Trump-Regierung stoppt Cyclospora-Forschung trotz rekordverdächtigem Ausbruch
Zwei von drei Forschungsprogrammen zum Parasiten Cyclospora beim US-Landwirtschaftsministerium (USDA) wurden eingestellt, und das dritte verliert seine Wissenschaftler. Dies geschieht inmitten eines landesweiten Ausbruchs des Erregers mit Rekordzahlen.

Die Trump-Regierung setzt die Bundesforschung zum lebensmittelbedingten Parasiten Cyclospora aus, obwohl es einen landesweiten Ausbruch des Erregers mit Rekordzahlen gibt. Zwei der drei Forschungsprogramme, die fast die gesamte Cyclospora-Forschung beim U.S. Department of Agriculture (USDA) umfassen, wurden nicht mehr finanziert, und das dritte Programm steht kurz davor, alle seine Wissenschaftler zu verlieren.
Das USDA plant, sein Beltsville Agricultural Research Center in der Nähe von Washington, D.C., zu schließen und seine Arbeit an eine Einrichtung in Iowa zu verlagern. Dies beinhaltet auch die Verlagerung der verbleibenden Cyclospora-Forschung.
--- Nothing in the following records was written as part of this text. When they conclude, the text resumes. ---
//! Generic table renderer for the list screens
//!
//! The table knows nothing about domains: the screen projects its visible
//! page into cell rows and hands them over together with facet labels and
//! paging data. Key handling emits the shared [`ListAction`] set through
//! the screen's action constructor; actions a screen has no use for are
//! ignored by its reducer.

use crossterm::event::KeyCode;
use ratatui::{
    layout::{Constraint, Layout, Rect},
    style::{Color, Modifier, Style},
    text::Line,
    widgets::{Block, Borders, Cell, Paragraph, Row, Table},
    Frame,
};

use crate::action::ListAction;
use crate::dispatch::{Component, EventKind};

/// One visible row: projected cells plus its selection mark.
pub struct TableRow {
    pub cells: Vec<String>,
    pub selected: bool,
}

pub struct RecordsTableProps<'a, A> {
    pub title: &'a str,
    pub headers: &'static [&'static str],
    /// Rows of the current page only.
    pub rows: Vec<TableRow>,
    /// Focused row, relative to the page.
    pub cursor: usize,
    /// Facet dimensions as `(key hint, active value)` pairs.
    pub facets: &'a [(&'static str, &'static str)],
    pub page: usize,
    pub total_pages: usize,
    /// `(first, last, total)` of the visible range, 1-based.
    pub summary: (usize, usize, usize),
    pub selected_count: usize,
    pub on_action: fn(ListAction) -> A,
}

pub struct RecordsTable;

impl<A> Component<A> for RecordsTable {
    type Props<'a> = RecordsTableProps<'a, A>;

    fn handle_event(
        &mut self,
        event: &EventKind,
        props: Self::Props<'_>,
    ) -> impl IntoIterator<Item = A> {
        let EventKind::Key(key) = event else {
            return None;
        };
        let emit = props.on_action;
        match key.code {
            KeyCode::Char('j') | KeyCode::Down => Some(emit(ListAction::CursorDown)),
            KeyCode::Char('k') | KeyCode::Up => Some(emit(ListAction::CursorUp)),
            KeyCode::Char('n') | KeyCode::Right => Some(emit(ListAction::PageNext)),
            KeyCode::Char('p') | KeyCode::Left => Some(emit(ListAction::PagePrev)),
            KeyCode::Char(' ') => Some(emit(ListAction::ToggleRow)),
            KeyCode::Char('a') => Some(emit(ListAction::ToggleVisible)),
            KeyCode::Enter => Some(emit(ListAction::Open)),
            KeyCode::Char('c') => Some(emit(ListAction::Create)),
            KeyCode::Char('e') => Some(emit(ListAction::Export)),
            KeyCode::Char('m') => Some(emit(ListAction::Message)),
            KeyCode::Char('x') => Some(emit(ListAction::StatusFlip)),
            KeyCode::Char('/') => Some(emit(ListAction::SearchFocus(true))),
            KeyCode::Char('f') => Some(emit(ListAction::FacetCycle(0))),
            KeyCode::Char('g') => Some(emit(ListAction::FacetCycle(1))),
            KeyCode::Char('h') => Some(emit(ListAction::FacetCycle(2))),
            _ => None,
        }
    }

    fn render(&mut self, frame: &mut Frame, area: Rect, props: Self::Props<'_>) {
        let block = Block::default().borders(Borders::ALL).title(props.title);
        let inner = block.inner(area);
        frame.render_widget(block, area);

        let [facet_area, table_area, summary_area] =
            Layout::vertical([Constraint::Length(1), Constraint::Min(1), Constraint::Length(1)])
                .areas(inner);

        let facet_line = props
            .facets
            .iter()
            .map(|(hint, value)| format!("{hint}: {value}"))
            .collect::<Vec<_>>()
            .join("  ·  ");
        frame.render_widget(
            Paragraph::new(Line::raw(facet_line)).style(Style::default().fg(Color::DarkGray)),
            facet_area,
        );

        let header = Row::new(
            std::iter::once(Cell::from(" "))
                .chain(props.headers.iter().map(|h| Cell::from(*h)))
                .collect::<Vec<_>>(),
        )
        .style(Style::default().add_modifier(Modifier::BOLD));

        let rows = props.rows.iter().enumerate().map(|(i, row)| {
            let mark = if row.selected { "●" } else { " " };
            let mut r = Row::new(
                std::iter::once(Cell::from(mark))
                    .chain(row.cells.iter().map(|c| Cell::from(c.as_str())))
                    .collect::<Vec<_>>(),
            );
            if i == props.cursor {
                r = r.style(Style::default().add_modifier(Modifier::REVERSED));
            }
            r
        });

        let mut widths = vec![Constraint::Length(1)];
        widths.extend(props.headers.iter().map(|_| Constraint::Fill(1)));
        frame.render_widget(Table::new(rows, widths).header(header), table_area);

        let (first, last, total) = props.summary;
        let summary = format!(
            "Page {}/{}  ·  Showing {}–{} of {}  ·  {} selected",
            props.page, props.total_pages, first, last, total, props.selected_count
        );
        frame.render_widget(
            Paragraph::new(summary).style(Style::default().fg(Color::DarkGray)),
            summary_area,
        );
    }
}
Internen Berichten zufolge plant jedoch keiner der an dem Projekt arbeitenden Wissenschaftler, von Maryland nach Iowa umzuziehen.
Stattdessen gehen die Forscher Berichten zufolge in den Ruhestand, werden anderen Projekten zugewiesen oder verlassen die Forschungsdienste des USDA. Die Entscheidung, die Forschung einzustellen, kommt zu einer Zeit, in der die Cyclospora-Infektionen zugenommen haben und im ganzen Land weit verbreitete Magen-Darm-Erkrankungen verursachen.
Cyclospora wird typischerweise durch kontaminierte Lebensmittel, wie z.B. frisches Obst und Gemüse, übertragen. Die Aussetzung der Forschung wirft Bedenken hinsichtlich der Fähigkeit auf, die Ausbreitung des Erregers zu verfolgen und zu verstehen sowie wirksame Strategien zur Eindämmung zukünftiger Ausbrüche zu entwickeln.